Well, I have bad news and good news.
The bad news is I had to pay a fine of $300 (₩300,000) to the immigration authorities, because I violated a rule that said I had to report a change-of-address within 14 days. In fact, it was 1 year and 14 days since my move. Heh. I sort of knew about this rule, in the abstract, but in the mess of having cancer last year, and the move (while Andrew and Hollye were here, who helped me move), and everything else… I just forgot about it, and Curt never thought about it… and so we never reported the address change.
The good news is that I did, in fact manage to renew my contract and visa for another year. It seems as if time has flown by very fast, this past year.
They originally wanted to charge a fine of $500 (and in fact they had legal discretion to fine me up to $1000 and/or deport me, according to some websites on Korean immigration rules). Curt, however, was with me, and he decided to argue with the immigration officer for 40 minutes (continuously, in his best school-teacher, Korean-Confucian-pedantic style), and this (maybe) got us the reduction of $200. Curt was very pleased with the result, and I have to admit that if I had been alone, I'd have simply paid the $500 without even trying to negotiate. This is a Korean vs US character thing, in part. In Korea, officers giving fines and fees seem to have a lot of discretion (this is a carry-over from the days when it was outright corruption – I don't actually think there is that much corruption now, but this capacity to negotiate the terms of minor legal infractions still seems universal in the culture).

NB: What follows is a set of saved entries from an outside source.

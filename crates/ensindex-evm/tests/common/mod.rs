//! Event builders and fixture loading shared by the integration tests.

#![allow(dead_code)]

use std::sync::Arc;

use alloy_primitives::{address, Address, B256};
use serde_json::{json, Value};

use ensindex_core::handler::DecodedEvent;
use ensindex_core::indexer::IndexerConfig;
use ensindex_core::store::RegistrarStore;
use ensindex_core::subregistry::SubregistryId;
use ensindex_core::types::{make_subdomain_node, namehash, to_hex, BlockRef, Node};
use ensindex_evm::{IndexerBuilder, Processor};

pub const REGISTRAR: Address = address!("57f1887a8BF19b14fC0dF6Fd9B2acc9Af147eA85");
pub const LEGACY: Address = address!("283Af0B28c62C092C9727F1Ee09c02CA627EB7F5");
pub const WRAPPED: Address = address!("253553366Da8546fC250F225fe3d25d0C782303b");
pub const UNWRAPPED: Address = address!("59E16fcCd424Cc24e280Be16E11Bcd56fb0CE547");
pub const REFERRER: Address = address!("7777777777777777777777777777777777777777");
pub const BASE_REGISTRAR: Address = address!("03c4738Ee98aE44591e1A4A4F3CaB6641d95DD9a");
pub const BASE_CONTROLLER: Address = address!("4cCb0BB02FCABA27e82a56646E81d8c5bC4119a5");

pub fn fixture_path(name: &str) -> std::path::PathBuf {
    let mut p = std::path::PathBuf::from(env!("CARGO_MANIFEST_DIR"));
    p.push("tests");
    p.push("fixtures");
    p.push(name);
    p
}

pub fn load_fixture(name: &str) -> String {
    let path = fixture_path(name);
    std::fs::read_to_string(&path).unwrap_or_else(|e| panic!("cannot read {path:?}: {e}"))
}

/// A processor built from `fixtures/config.json` over `store`.
pub fn processor_over(store: Arc<dyn RegistrarStore>) -> Arc<Processor> {
    let config = IndexerConfig::from_json(&load_fixture("config.json")).unwrap();
    Arc::new(IndexerBuilder::from_config(config).build(store).unwrap())
}

pub fn label(byte: u8) -> B256 {
    B256::repeat_byte(byte)
}

pub fn eth_node(label_hash: B256) -> Node {
    make_subdomain_node(&label_hash, &namehash("eth"))
}

pub fn eth() -> SubregistryId {
    SubregistryId::new(1, REGISTRAR)
}

pub fn tx(byte: u8) -> B256 {
    B256::repeat_byte(byte)
}

#[allow(clippy::too_many_arguments)]
pub fn event(
    chain_id: u64,
    contract: Address,
    name: &str,
    block: u64,
    timestamp: i64,
    transaction: B256,
    log_index: u32,
    args: Value,
) -> DecodedEvent {
    DecodedEvent {
        chain_id,
        contract_address: contract,
        event_name: name.into(),
        block: BlockRef {
            number: block,
            timestamp,
        },
        transaction_hash: transaction,
        transaction_from: None,
        log_index,
        args,
    }
}

pub fn registered(block: u64, ts: i64, t: B256, log: u32, label_hash: B256, expires: i64) -> DecodedEvent {
    event(
        1,
        REGISTRAR,
        "NameRegistered",
        block,
        ts,
        t,
        log,
        json!({ "id": to_hex(label_hash), "owner": Address::repeat_byte(0xbb).to_string(), "expires": expires }),
    )
}

pub fn renewed(block: u64, ts: i64, t: B256, log: u32, label_hash: B256, expires: i64) -> DecodedEvent {
    event(
        1,
        REGISTRAR,
        "NameRenewed",
        block,
        ts,
        t,
        log,
        json!({ "id": to_hex(label_hash), "expires": expires }),
    )
}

Curt said, "Wow, 200,000 won for only 40 minutes work. It sure was tiring, though." Indeed, he'd worked up a sweat in the air-conditioned office with his passionate debating. One thing he conveyed to me, later, that I hadn't captured in overhearing the Korean, was that the immigration officer had said at one point, to Curt, "Why are you arguing this? – it's the foreigner who has to pay the fine." Curt subsequently harangued the officer about the idea that that was the kind of "pass-the-buck" attitude that caused so many social problems in Korea, and further, it was a little bit "anti-foreigner" (i.e. racist).
Well, thus it is. I will view the $300 as part of the cost of my cancer last year, since ultimately the fact that I never reported my change-of-address is best explained by the distraction of that illness.
Prior to the immigration office adventure, Curt and I had had lunch together, at a 설농탕 joint down the road from KarmaPlus a few blocks. Curt had said, "this is an old restaurant," drawing out the "old" to show emphasis.
I said, "Really? When did they build it?"
"Oh, 1998 I think," Curt answered.
We talked about how I had come to Ilsan in 1991, when I was in Korea in the US Army, and how at that time, it had been mostly rice-fields and a decrepit neighborhood around the train station, rather than a city of half-a-million.
Ah, life in the 신도시 [sindosi = "new city"].